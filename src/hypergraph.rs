use ahash::{AHashMap, AHashSet};

use crate::hyperedge::Hyperedge;
use crate::{EdgeId, Node};

/// Read-only hypergraph view: nodes, edges (id → member tuple), node
/// memberships (node → set of edge ids), unique edge sizes.
///
/// # Design Overview
/// Mirrors the teacher hypergraph library's double-table design: an
/// `edge_list` keyed by `EdgeId` and an `incidence_list` keyed by `Node`,
/// storing only ids on the node side. Neither table owns the other; both
/// are built once at construction and treated as read-only for the rest of
/// a simulation run (Design Notes §9, "cyclic graphs and back-references").
///
/// Unlike the teacher's hypergraph (which deduplicates hyperedges by
/// content hash), this view assigns ids by insertion order: two
/// hyperedges with identical member sets are legitimate distinct
/// multi-edges here, matching the original `xgi.Hypergraph` model this
/// simulator drives.
pub struct Hypergraph {
    edge_list: AHashMap<EdgeId, Hyperedge>,
    incidence_list: AHashMap<Node, AHashSet<EdgeId>>,
    unique_edge_sizes: AHashSet<usize>,
    next_edge_id: EdgeId,
}

/// One hyperedge as supplied to a constructor: members plus an optional
/// weight (`None` means "unweighted", recorded internally as `1.0`).
pub struct EdgeSpec {
    pub members: Vec<Node>,
    pub weight: Option<f64>,
}

impl EdgeSpec {
    pub fn new(members: Vec<Node>) -> Self {
        Self {
            members,
            weight: None,
        }
    }

    pub fn weighted(members: Vec<Node>, weight: f64) -> Self {
        Self {
            members,
            weight: Some(weight),
        }
    }
}

impl From<Vec<Node>> for EdgeSpec {
    fn from(members: Vec<Node>) -> Self {
        EdgeSpec::new(members)
    }
}

impl Hypergraph {
    /// Creates an empty hypergraph.
    pub fn new() -> Self {
        Self {
            edge_list: AHashMap::new(),
            incidence_list: AHashMap::new(),
            unique_edge_sizes: AHashSet::new(),
            next_edge_id: 0,
        }
    }

    /// Builds a hypergraph from a list of hyperedge specs.
    ///
    /// Every edge with fewer than 2 members is dropped with a
    /// `log::warn!` (spec.md §7, "Malformed input... Discard or abort as
    /// documented; do not silently corrupt"). The node set is the union of
    /// all retained members.
    pub fn from_edges<I, E>(edges: I) -> Self
    where
        I: IntoIterator<Item = E>,
        E: Into<EdgeSpec>,
    {
        let mut hg = Self::new();
        for spec in edges {
            hg.add_edge(spec.into());
        }
        hg
    }

    /// Inserts one hyperedge, assigning it the next sequential `EdgeId`.
    /// Returns `None` if the edge was dropped for having fewer than 2
    /// members.
    pub fn add_edge(&mut self, spec: EdgeSpec) -> Option<EdgeId> {
        if spec.members.len() < 2 {
            log::warn!(
                "dropping degenerate hyperedge with {} member(s): {:?}",
                spec.members.len(),
                spec.members
            );
            return None;
        }

        let edge_id = self.next_edge_id;
        self.next_edge_id += 1;

        let size = spec.members.len();
        for &node in &spec.members {
            self.incidence_list.entry(node).or_default().insert(edge_id);
        }
        self.edge_list.insert(
            edge_id,
            Hyperedge::new(spec.members, spec.weight.unwrap_or(1.0)),
        );
        self.unique_edge_sizes.insert(size);

        Some(edge_id)
    }

    /// Registers a node with no incident edges, if not already present.
    /// Returns `true` if the node was newly added.
    pub fn add_node(&mut self, node: Node) -> bool {
        if self.incidence_list.contains_key(&node) {
            false
        } else {
            self.incidence_list.insert(node, AHashSet::new());
            true
        }
    }

    pub fn num_nodes(&self) -> usize {
        self.incidence_list.len()
    }

    pub fn num_edges(&self) -> usize {
        self.edge_list.len()
    }

    /// The finite set of node labels in the hypergraph.
    pub fn nodes(&self) -> impl Iterator<Item = Node> + '_ {
        self.incidence_list.keys().copied()
    }

    pub fn contains_node(&self, node: Node) -> bool {
        self.incidence_list.contains_key(&node)
    }

    /// Ordered tuple of member nodes for a hyperedge.
    pub fn members(&self, edge_id: EdgeId) -> Option<&[Node]> {
        self.edge_list.get(&edge_id).map(|e| e.members.as_slice())
    }

    pub fn edge_weight(&self, edge_id: EdgeId) -> Option<f64> {
        self.edge_list.get(&edge_id).map(|e| e.weight)
    }

    pub fn edge_size(&self, edge_id: EdgeId) -> Option<usize> {
        self.edge_list.get(&edge_id).map(|e| e.size())
    }

    /// The set of hyperedge ids incident to `node`.
    pub fn memberships(&self, node: Node) -> &AHashSet<EdgeId> {
        static EMPTY: std::sync::OnceLock<AHashSet<EdgeId>> = std::sync::OnceLock::new();
        self.incidence_list
            .get(&node)
            .unwrap_or_else(|| EMPTY.get_or_init(AHashSet::new))
    }

    /// Every distinct hyperedge size present in the hypergraph.
    pub fn unique_edge_sizes(&self) -> &AHashSet<usize> {
        &self.unique_edge_sizes
    }

    pub fn iter_edges(&self) -> impl Iterator<Item = (&EdgeId, &Hyperedge)> {
        self.edge_list.iter()
    }
}

impl Default for Hypergraph {
    fn default() -> Self {
        Self::new()
    }
}

impl std::fmt::Display for Hypergraph {
    fn fmt(&self, f: &mut std::fmt::Formatter<'_>) -> std::fmt::Result {
        write!(
            f,
            "Hypergraph with {} nodes and {} edges",
            self.num_nodes(),
            self.num_edges()
        )
    }
}

#[cfg(test)]
mod tests {
    use super::*;

    #[test]
    fn drops_degenerate_edges() {
        let hg = Hypergraph::from_edges(vec![vec![1], vec![1, 2, 3]]);
        assert_eq!(hg.num_edges(), 1);
        assert_eq!(hg.num_nodes(), 3);
    }

    #[test]
    fn incidence_consistency() {
        let hg = Hypergraph::from_edges(vec![vec![1, 2, 3], vec![3, 4]]);
        for (edge_id, edge) in hg.iter_edges() {
            for &node in &edge.members {
                assert!(hg.memberships(node).contains(edge_id));
            }
        }
    }

    #[test]
    fn unique_edge_sizes_tracked() {
        let hg = Hypergraph::from_edges(vec![vec![1, 2], vec![3, 4, 5], vec![1, 6]]);
        let sizes: Vec<usize> = {
            let mut v: Vec<_> = hg.unique_edge_sizes().iter().copied().collect();
            v.sort_unstable();
            v
        };
        assert_eq!(sizes, vec![2, 3]);
    }

    #[test]
    fn duplicate_member_sets_are_distinct_edges() {
        let hg = Hypergraph::from_edges(vec![vec![1, 2, 3], vec![1, 2, 3]]);
        assert_eq!(hg.num_edges(), 2);
    }
}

● ● ● ● ● ● ●

Set down each line of the material above without a single alteration.

filename src/hypergraph.rs
use ahash::{AHashMap, AHashSet};

use crate::hyperedge::Hyperedge;
use crate::{EdgeId, Node};

/// Read-only hypergraph view: nodes, edges (id → member tuple), node
/// memberships (node → set of edge ids), unique edge sizes.
///
/// # Design Overview
/// Mirrors the teacher hypergraph library's double-table design: an
/// `edge_list` keyed by `EdgeId` and an `incidence_list` keyed by `Node`,
/// storing only ids on the node side. Neither table owns the other; both
/// are built once at construction and treated as read-only for the rest of
/// a simulation run (Design Notes §9, "cyclic graphs and back-references").
///
/// Unlike the teacher's hypergraph (which deduplicates hyperedges by
/// content hash), this view assigns ids by insertion order: two
/// hyperedges with identical member sets are legitimate distinct
/// multi-edges here, matching the original `xgi.Hypergraph` model this
/// simulator drives.
pub struct Hypergraph {
    edge_list: AHashMap<EdgeId, Hyperedge>,
    incidence_list: AHashMap<Node, AHashSet<EdgeId>>,
    unique_edge_sizes: AHashSet<usize>,
    next_edge_id: EdgeId,
}

/// One hyperedge as supplied to a constructor: members plus an optional
/// weight (`None` means "unweighted", recorded internally as `1.0`).
pub struct EdgeSpec {
    pub members: Vec<Node>,
    pub weight: Option<f64>,
}

impl EdgeSpec {
    pub fn new(members: Vec<Node>) -> Self {
        Self {
            members,
            weight: None,
        }
    }

    pub fn weighted(members: Vec<Node>, weight: f64) -> Self {
        Self {
            members,
            weight: Some(weight),
        }
    }
}

impl From<Vec<Node>> for EdgeSpec {
    fn from(members: Vec<Node>) -> Self {
        EdgeSpec::new(members)
    }
}

impl Hypergraph {
    /// Creates an empty hypergraph.
    pub fn new() -> Self {
        Self {
            edge_list: AHashMap::new(),
            incidence_list: AHashMap::new(),
            unique_edge_sizes: AHashSet::new(),
            next_edge_id: 0,
        }
    }

    /// Builds a hypergraph from a list of hyperedge specs.
    ///
    /// Every edge with fewer than 2 members is dropped with a
    /// `log::warn!` (spec.md §7, "Malformed input... Discard or abort as
    /// documented; do not silently corrupt"). The node set is the union of
    /// all retained members.
    pub fn from_edges<I, E>(edges: I) -> Self
    where
        I: IntoIterator<Item = E>,
        E: Into<EdgeSpec>,
    {
        let mut hg = Self::new();
        for spec in edges {
            hg.add_edge(spec.into());
        }
        hg
    }

    /// Inserts one hyperedge, assigning it the next sequential `EdgeId`.
    /// Returns `None` if the edge was dropped for having fewer than 2
    /// members.
    pub fn add_edge(&mut self, spec: EdgeSpec) -> Option<EdgeId> {
        if spec.members.len() < 2 {
            log::warn!(
                "dropping degenerate hyperedge with {} member(s): {:?}",
                spec.members.len(),
                spec.members
            );
            return None;
        }

        let edge_id = self.next_edge_id;
        self.next_edge_id += 1;

        let size = spec.members.len();
        for &node in &spec.members {
            self.incidence_list.entry(node).or_default().insert(edge_id);
        }
        self.edge_list.insert(
            edge_id,
            Hyperedge::new(spec.members, spec.weight.unwrap_or(1.0)),
        );
        self.unique_edge_sizes.insert(size);

        Some(edge_id)
    }

    /// Registers a node with no incident edges, if not already present.
    /// Returns `true` if the node was newly added.
    pub fn add_node(&mut self, node: Node) -> bool {
        if self.incidence_list.contains_key(&node) {
            false
        } else {
            self.incidence_list.insert(node, AHashSet::new());
            true
        }
    }

    pub fn num_nodes(&self) -> usize {
        self.incidence_list.len()
    }

    pub fn num_edges(&self) -> usize {
        self.edge_list.len()
    }

    /// The finite set of node labels in the hypergraph.
    pub fn nodes(&self) -> impl Iterator<Item = Node> + '_ {
        self.incidence_list.keys().copied()
    }

    pub fn contains_node(&self, node: Node) -> bool {
        self.incidence_list.contains_key(&node)
    }

    /// Ordered tuple of member nodes for a hyperedge.
    pub fn members(&self, edge_id: EdgeId) -> Option<&[Node]> {
        self.edge_list.get(&edge_id).map(|e| e.members.as_slice())
    }

    pub fn edge_weight(&self, edge_id: EdgeId) -> Option<f64> {
        self.edge_list.get(&edge_id).map(|e| e.weight)
    }

    pub fn edge_size(&self, edge_id: EdgeId) -> Option<usize> {
        self.edge_list.get(&edge_id).map(|e| e.size())
    }

    /// The set of hyperedge ids incident to `node`.
    pub fn memberships(&self, node: Node) -> &AHashSet<EdgeId> {
        static EMPTY: std::sync::OnceLock<AHashSet<EdgeId>> = std::sync::OnceLock::new();
        self.incidence_list
            .get(&node)
            .unwrap_or_else(|| EMPTY.get_or_init(AHashSet::new))
    }

    /// Every distinct hyperedge size present in the hypergraph.
    pub fn unique_edge_sizes(&self) -> &AHashSet<usize> {
        &self.unique_edge_sizes
    }

    pub fn iter_edges(&self) -> impl Iterator<Item = (&EdgeId, &Hyperedge)> {
        self.edge_list.iter()
    }
}

impl Default for Hypergraph {
    fn default() -> Self {
        Self::new()
    }
}

impl std::fmt::Display for Hypergraph {
    fn fmt(&self, f: &mut std::fmt::Formatter<'_>) -> std::fmt::Result {
        write!(
            f,
            "Hypergraph with {} nodes and {} edges",
            self.num_nodes(),
            self.num_edges()
        )
    }
}

#[cfg(test)]
mod tests {
    use super::*;

    #[test]
    fn drops_degenerate_edges() {
        let hg = Hypergraph::from_edges(vec![vec![1], vec![1, 2, 3]]);
        assert_eq!(hg.num_edges(), 1);
        assert_eq!(hg.num_nodes(), 3);
    }

    #[test]
    fn incidence_consistency() {
        let hg = Hypergraph::from_edges(vec![vec![1, 2, 3], vec![3, 4]]);
        for (edge_id, edge) in hg.iter_edges() {
            for &node in &edge.members {
                assert!(hg.memberships(node).contains(edge_id));
            }
        }
    }

    #[test]
    fn unique_edge_sizes_tracked() {
        let hg = Hypergraph::from_edges(vec![vec![1, 2], vec![3, 4, 5], vec![1, 6]]);
        let sizes: Vec<usize> = {
            let mut v: Vec<_> = hg.unique_edge_sizes().iter().copied().collect();
            v.sort_unstable();
            v
        };
        assert_eq!(sizes, vec![2, 3]);
    }

    #[test]
    fn duplicate_member_sets_are_distinct_edges() {
        let hg = Hypergraph::from_edges(vec![vec![1, 2, 3], vec![1, 2, 3]]);
        assert_eq!(hg.num_edges(), 2);
    }
}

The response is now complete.